Arri would love to learn about Classes, of course. But how to ask someone who was hating her? Someone who would not want to divulge secrets? Conducting such a conversation was far above anything she knew about talking to other people, inconceivable. Conducting it successfully in a way that will relay to her all the details… seemed even more impossible.
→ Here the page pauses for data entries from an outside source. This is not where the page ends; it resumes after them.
// ABOUTME: Achievement route handlers for catalogue initialization and progress reads
// ABOUTME: Progress refreshes on read and persists newly unlocked records
//
// SPDX-License-Identifier: MIT OR Apache-2.0
// Copyright (c) 2025 Vitalis Health

use super::entries::UserQuery;
use crate::overview::UserOverview;
use crate::resources::ServerResources;
use axum::{
    extract::{Query, State},
    http::StatusCode,
    routing::{get, post},
    Json, Router,
};
use chrono::Utc;
use serde::Deserialize;
use std::sync::Arc;
use tracing::info;
use uuid::Uuid;
use vitalis_core::errors::AppResult;
use vitalis_core::models::Achievement;
use vitalis_intelligence::{AchievementEngine, AchievementInputs, SleepStatsCalculator, SleepStatsConfig};

/// Request body for catalogue initialization
#[derive(Debug, Deserialize)]
pub struct InitializeRequest {
    /// User to initialize
    pub user_id: Uuid,
}

/// Achievement routes handler
pub struct AchievementRoutes;

impl AchievementRoutes {
    /// Create all achievement routes
    pub fn routes(resources: Arc<ServerResources>) -> Router {
        Router::new()
            .route("/api/achievements", get(Self::list))
            .route("/api/achievements/initialize", post(Self::initialize))
            .with_state(resources)
    }

    /// One-time catalogue initialization; idempotent
    async fn initialize(
        State(resources): State<Arc<ServerResources>>,
        Json(request): Json<InitializeRequest>,
    ) -> AppResult<(StatusCode, Json<Vec<Achievement>>)> {
        let existing = resources.store.achievements(request.user_id).await?;
        if !existing.is_empty() {
            return Ok((StatusCode::OK, Json(existing)));
        }
        let catalogue = AchievementEngine::catalogue();
        resources
            .store
            .put_achievements(request.user_id, &catalogue)
            .await?;
        info!(user_id = %request.user_id, "achievement catalogue initialized");
        Ok((StatusCode::CREATED, Json(catalogue)))
    }

    /// List achievements, refreshing progress from current entries
    async fn list(
        State(resources): State<Arc<ServerResources>>,
        Query(query): Query<UserQuery>,
    ) -> AppResult<Json<Vec<Achievement>>> {
        let mut achievements = resources.store.achievements(query.user_id).await?;
        if achievements.is_empty() {
            return Ok(Json(achievements));
        }

        let overview = UserOverview::load(resources.store.as_ref(), query.user_id).await?;
        let inputs = Self::inputs_from(&overview);
        let unlocked = AchievementEngine::refresh(&mut achievements, &inputs, Utc::now());
        if !unlocked.is_empty() {
            info!(user_id = %query.user_id, ?unlocked, "achievements unlocked");
        }
        resources
            .store
            .put_achievements(query.user_id, &achievements)
            .await?;
        Ok(Json(achievements))
    }

    /// Derive refresh inputs from the loaded overview
    fn inputs_from(overview: &UserOverview) -> AchievementInputs {
        let config = SleepStatsConfig::default();
        let hydration_target_days = overview
            .nutrition_entries
            .iter()
            .filter(|e| e.hydration.target > 0.0 && e.hydration.water_intake >= e.hydration.target)
            .count() as u32;
        let supplement_adherent_days = overview
            .supplement_entries
            .iter()
            .filter(|e| !e.taken.is_empty())
            .count() as u32;

        AchievementInputs {
            sleep_milestone_streak: SleepStatsCalculator::streak_with_threshold(
                &overview.sleep_entries,
                config.milestone_streak_threshold,
            ),
            total_sleep_entries: overview.entry_counts[0] as u32,
            total_workouts: overview.workouts.total_workouts,
            total_nutrition_entries: overview.entry_counts[1] as u32,
            hydration_target_days,
            supplement_adherent_days,
        }
    }
}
Onar yelled out to her when she was filling his bowl. "I demand to see Xaldaz right now! Take me to him!" His voice sounded very calm, authoritative and slightly annoyed. It carried a veiled threat. On a subconscious level, it made Arri feel hesitant about rebelling against it. It could lead to yelling and that she didn't like at all… But Arri knew this was one of his Class Skills at work. His Class… The thing she tried in the past was to drug him. When he was knocked out, she went into his cell. She undressed him first, like she always did in such cases, but instead of slitting his throat, she spent half of the night on careful examination of his body and the mana it emanated. However, she couldn't find any useful information, maybe except his predictably huge mana pool, roughly five times larger than hers or any other normal person's capacity. All she really gained was much better knowledge about his soul, but only in the capacity of using it - to track him down or make him into a skeleton, for example. To Resonate with him better, in general. In the light of his repulsive voice and personality, it wasn't something she wanted anyway.
Arri just shrugged off the feeling and ignored him. Feeding the prisoners, after all, was only the prelude to the research she planned. She entered one of the cells near the top, closed the door behind her, and started to remove her robe.
----------------------------------------
After the mass extinction event, the surviving species entered the fast-adaptation period. While the flora struggled, fauna expanded. This left the planet with a small assortment of plants, but with an abundant diversity of critters.
Three species are worth mentioning, all of which formed hive communities. Best prepared for survival situation, now they can be found all over the globe.
Myconids – their mutated sprout populating the humid territories, no longer deadly toxic nor mobile enough to hunt. Give them time, and a mushroom forest has a chance to surface.
Crawlers – a species of insectoids, once one of the most popular types of livestock in the world, nowadays one of the most dangerous predators. Gigantic in size, easily outgrowing humans in height, they dug deep in the earth, creating colonies the size of towns. Many carve uncovered riches hidden inside their nest, but not many have the resources required to eradicate them.
Finally, Rakes – rats with wings, now made flightless, but mutating with unprecedented speed and versality. Their multi-shaped colonies were everywhere – from farms breeding them for food, to the mountains where no other species could live. Big as a dragon, as small as a hummingbird – you imagine it, and the subspecies would most probably exist.
From the three, some types branched off so far away from their progenitors, that they became their own species. The lands were filled with their kind.
It was no surprise, then, that races of the world fed mostly on meat. Edible plants were a luxury, not necessity, as the creatures were enough to satisfy all bodily needs, bare one or two vitamins.
Thus, the history has come full circle. People reinvented hive farming, once employed by their distant predecessors. Feeding mostly on meat and using the often barely-domesticated animals as the first line of defense.